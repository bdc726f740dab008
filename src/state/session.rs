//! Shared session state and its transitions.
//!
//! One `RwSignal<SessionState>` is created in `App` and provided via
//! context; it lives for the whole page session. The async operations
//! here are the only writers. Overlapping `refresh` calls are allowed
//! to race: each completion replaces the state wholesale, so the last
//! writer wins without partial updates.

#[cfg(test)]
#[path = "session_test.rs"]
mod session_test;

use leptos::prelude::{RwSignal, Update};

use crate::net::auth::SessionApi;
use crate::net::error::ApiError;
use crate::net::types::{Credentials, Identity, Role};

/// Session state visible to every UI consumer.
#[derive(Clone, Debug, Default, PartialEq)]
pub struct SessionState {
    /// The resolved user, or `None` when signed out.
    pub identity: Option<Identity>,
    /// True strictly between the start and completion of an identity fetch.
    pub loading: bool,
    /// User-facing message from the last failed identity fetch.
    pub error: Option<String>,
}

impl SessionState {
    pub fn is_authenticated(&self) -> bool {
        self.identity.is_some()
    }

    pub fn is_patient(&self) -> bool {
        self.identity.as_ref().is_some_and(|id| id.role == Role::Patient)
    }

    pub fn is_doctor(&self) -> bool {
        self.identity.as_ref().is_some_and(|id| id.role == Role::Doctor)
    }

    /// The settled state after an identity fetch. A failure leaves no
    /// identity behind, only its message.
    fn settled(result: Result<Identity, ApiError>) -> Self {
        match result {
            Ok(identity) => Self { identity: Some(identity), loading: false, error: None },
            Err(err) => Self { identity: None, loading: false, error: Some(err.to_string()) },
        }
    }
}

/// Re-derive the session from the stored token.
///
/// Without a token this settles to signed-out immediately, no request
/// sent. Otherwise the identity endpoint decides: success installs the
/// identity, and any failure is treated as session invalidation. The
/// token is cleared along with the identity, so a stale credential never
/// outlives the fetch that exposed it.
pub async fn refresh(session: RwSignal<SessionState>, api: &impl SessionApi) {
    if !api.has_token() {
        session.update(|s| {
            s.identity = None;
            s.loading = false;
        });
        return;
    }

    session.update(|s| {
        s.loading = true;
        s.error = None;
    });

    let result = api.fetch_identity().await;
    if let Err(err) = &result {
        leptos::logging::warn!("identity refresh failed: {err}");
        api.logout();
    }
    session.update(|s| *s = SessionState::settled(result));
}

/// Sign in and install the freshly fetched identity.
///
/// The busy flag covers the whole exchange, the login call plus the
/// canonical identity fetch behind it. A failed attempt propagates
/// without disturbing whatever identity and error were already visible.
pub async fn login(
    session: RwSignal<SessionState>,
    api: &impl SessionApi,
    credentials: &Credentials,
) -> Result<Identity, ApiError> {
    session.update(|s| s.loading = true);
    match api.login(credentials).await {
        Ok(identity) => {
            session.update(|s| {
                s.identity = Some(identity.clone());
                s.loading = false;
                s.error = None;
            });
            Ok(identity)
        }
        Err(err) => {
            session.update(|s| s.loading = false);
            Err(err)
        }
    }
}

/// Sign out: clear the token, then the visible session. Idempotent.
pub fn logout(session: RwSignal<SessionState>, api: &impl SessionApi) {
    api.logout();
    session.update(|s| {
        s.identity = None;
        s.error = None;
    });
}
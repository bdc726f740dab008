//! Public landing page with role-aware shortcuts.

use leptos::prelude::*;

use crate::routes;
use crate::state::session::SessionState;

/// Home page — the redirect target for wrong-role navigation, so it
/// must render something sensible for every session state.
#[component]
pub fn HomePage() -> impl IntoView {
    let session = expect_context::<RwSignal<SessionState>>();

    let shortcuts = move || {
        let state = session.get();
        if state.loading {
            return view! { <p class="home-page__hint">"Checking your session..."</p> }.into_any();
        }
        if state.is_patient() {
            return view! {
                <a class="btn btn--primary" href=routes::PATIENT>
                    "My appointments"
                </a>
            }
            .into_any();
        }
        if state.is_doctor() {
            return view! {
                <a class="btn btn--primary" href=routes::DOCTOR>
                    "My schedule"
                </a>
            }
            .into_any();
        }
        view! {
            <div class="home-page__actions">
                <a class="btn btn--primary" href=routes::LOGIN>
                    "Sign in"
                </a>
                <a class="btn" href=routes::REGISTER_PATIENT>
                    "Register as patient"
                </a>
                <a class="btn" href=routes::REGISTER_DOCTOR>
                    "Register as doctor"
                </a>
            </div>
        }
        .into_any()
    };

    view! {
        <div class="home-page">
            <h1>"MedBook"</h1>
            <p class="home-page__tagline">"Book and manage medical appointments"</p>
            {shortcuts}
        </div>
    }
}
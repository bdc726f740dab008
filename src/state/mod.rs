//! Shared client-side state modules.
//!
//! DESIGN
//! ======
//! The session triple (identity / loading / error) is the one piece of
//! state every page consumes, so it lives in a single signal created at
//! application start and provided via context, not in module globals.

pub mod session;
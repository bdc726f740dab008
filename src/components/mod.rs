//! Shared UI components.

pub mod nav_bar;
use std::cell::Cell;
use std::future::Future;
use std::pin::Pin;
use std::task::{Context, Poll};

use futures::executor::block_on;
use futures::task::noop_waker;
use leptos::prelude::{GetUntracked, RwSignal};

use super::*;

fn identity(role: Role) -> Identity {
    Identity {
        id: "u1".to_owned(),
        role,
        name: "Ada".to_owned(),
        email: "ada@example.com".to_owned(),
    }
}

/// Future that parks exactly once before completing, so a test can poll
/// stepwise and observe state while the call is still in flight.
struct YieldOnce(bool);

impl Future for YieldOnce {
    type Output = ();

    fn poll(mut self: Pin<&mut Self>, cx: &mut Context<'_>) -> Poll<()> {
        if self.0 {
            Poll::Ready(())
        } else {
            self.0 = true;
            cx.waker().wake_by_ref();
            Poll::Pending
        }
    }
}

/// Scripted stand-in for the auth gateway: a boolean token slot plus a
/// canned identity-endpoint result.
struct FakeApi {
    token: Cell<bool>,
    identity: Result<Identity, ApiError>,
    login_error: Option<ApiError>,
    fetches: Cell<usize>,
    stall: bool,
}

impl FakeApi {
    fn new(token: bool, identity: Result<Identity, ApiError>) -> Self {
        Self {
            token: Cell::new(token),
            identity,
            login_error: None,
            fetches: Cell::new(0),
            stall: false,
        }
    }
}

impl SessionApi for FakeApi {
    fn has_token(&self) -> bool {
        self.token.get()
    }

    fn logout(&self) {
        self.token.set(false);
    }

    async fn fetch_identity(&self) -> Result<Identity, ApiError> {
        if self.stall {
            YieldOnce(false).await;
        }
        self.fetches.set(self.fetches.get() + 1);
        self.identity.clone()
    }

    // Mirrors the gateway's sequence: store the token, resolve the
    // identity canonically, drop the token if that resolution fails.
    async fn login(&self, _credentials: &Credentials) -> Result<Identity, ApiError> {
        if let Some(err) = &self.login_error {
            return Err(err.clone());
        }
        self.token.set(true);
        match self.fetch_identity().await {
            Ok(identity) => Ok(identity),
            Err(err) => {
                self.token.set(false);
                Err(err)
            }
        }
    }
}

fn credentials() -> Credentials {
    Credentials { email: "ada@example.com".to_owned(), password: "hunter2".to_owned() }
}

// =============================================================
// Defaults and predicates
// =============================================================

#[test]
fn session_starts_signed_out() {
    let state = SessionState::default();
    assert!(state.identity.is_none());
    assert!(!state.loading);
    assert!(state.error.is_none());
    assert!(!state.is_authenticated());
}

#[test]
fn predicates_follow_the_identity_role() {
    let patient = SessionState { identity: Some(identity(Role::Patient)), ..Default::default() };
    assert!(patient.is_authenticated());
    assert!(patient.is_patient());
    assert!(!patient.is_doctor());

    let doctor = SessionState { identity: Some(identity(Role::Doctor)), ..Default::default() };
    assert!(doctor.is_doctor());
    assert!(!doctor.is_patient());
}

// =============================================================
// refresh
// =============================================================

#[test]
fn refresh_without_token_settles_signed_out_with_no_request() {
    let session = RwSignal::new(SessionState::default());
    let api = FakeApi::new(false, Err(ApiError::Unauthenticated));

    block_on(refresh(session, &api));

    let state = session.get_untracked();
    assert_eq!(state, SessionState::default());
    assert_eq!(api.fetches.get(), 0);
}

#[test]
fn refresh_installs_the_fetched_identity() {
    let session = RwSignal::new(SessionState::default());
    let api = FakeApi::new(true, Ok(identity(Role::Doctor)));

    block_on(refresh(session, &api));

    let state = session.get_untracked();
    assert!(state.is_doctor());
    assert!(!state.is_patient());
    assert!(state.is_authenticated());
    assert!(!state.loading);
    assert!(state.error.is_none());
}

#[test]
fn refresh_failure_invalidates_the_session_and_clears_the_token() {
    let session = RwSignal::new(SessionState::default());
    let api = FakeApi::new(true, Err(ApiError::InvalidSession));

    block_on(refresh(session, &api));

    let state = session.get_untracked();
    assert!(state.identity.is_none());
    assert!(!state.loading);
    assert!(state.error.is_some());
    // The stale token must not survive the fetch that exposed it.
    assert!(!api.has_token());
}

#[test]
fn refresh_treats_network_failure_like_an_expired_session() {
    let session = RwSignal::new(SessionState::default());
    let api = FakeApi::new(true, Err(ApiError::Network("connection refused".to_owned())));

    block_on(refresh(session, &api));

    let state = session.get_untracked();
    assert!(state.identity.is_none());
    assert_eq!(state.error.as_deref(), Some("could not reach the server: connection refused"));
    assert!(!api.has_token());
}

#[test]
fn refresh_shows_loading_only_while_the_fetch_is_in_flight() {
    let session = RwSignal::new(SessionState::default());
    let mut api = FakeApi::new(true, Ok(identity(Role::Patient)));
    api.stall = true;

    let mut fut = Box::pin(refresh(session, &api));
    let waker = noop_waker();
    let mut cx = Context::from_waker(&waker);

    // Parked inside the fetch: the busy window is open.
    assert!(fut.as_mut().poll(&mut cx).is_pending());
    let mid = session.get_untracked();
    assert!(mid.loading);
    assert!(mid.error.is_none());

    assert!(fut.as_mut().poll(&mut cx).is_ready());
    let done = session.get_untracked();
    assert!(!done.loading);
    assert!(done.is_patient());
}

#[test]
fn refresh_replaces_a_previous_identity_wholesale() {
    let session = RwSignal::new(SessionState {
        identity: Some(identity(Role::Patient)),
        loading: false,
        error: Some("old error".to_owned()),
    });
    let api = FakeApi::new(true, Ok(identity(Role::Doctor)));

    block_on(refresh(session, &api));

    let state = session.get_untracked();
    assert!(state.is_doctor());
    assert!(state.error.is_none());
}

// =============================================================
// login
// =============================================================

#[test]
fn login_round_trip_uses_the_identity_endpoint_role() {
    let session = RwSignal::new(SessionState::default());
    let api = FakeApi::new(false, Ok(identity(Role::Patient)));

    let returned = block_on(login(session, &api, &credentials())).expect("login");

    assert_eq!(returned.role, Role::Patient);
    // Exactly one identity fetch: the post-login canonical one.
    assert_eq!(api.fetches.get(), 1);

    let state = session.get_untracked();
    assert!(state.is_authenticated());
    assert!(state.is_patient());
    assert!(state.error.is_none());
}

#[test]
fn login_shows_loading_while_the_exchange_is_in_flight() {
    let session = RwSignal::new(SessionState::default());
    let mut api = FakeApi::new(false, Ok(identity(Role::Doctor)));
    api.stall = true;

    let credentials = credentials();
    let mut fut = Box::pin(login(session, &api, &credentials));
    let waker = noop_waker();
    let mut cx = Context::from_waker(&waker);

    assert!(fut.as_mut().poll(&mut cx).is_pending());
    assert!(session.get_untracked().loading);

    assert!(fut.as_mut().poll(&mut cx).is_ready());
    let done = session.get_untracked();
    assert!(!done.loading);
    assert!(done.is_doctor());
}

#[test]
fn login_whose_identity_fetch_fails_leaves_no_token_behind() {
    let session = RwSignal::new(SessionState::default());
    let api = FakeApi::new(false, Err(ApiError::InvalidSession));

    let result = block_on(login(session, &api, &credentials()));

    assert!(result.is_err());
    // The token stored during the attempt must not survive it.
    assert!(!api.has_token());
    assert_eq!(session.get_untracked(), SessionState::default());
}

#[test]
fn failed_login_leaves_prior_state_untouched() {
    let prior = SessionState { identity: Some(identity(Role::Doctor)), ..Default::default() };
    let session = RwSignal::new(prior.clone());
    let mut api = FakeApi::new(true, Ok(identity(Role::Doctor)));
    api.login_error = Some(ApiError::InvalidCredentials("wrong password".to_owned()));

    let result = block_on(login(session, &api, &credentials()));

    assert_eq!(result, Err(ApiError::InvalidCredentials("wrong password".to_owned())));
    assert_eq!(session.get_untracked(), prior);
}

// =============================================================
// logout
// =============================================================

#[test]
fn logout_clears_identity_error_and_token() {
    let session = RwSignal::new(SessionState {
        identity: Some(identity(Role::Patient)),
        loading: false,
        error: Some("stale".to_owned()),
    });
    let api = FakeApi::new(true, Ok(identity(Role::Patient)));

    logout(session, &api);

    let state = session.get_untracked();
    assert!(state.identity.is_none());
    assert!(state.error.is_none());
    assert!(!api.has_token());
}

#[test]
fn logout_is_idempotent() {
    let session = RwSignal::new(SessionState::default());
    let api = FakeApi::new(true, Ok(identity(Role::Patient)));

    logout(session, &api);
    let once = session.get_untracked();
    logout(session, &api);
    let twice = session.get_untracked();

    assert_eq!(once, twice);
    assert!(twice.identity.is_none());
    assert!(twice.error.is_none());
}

__THE TASK__. Return only the number of lines above in which the string "leptos" occurs.

__ANSWER__. 4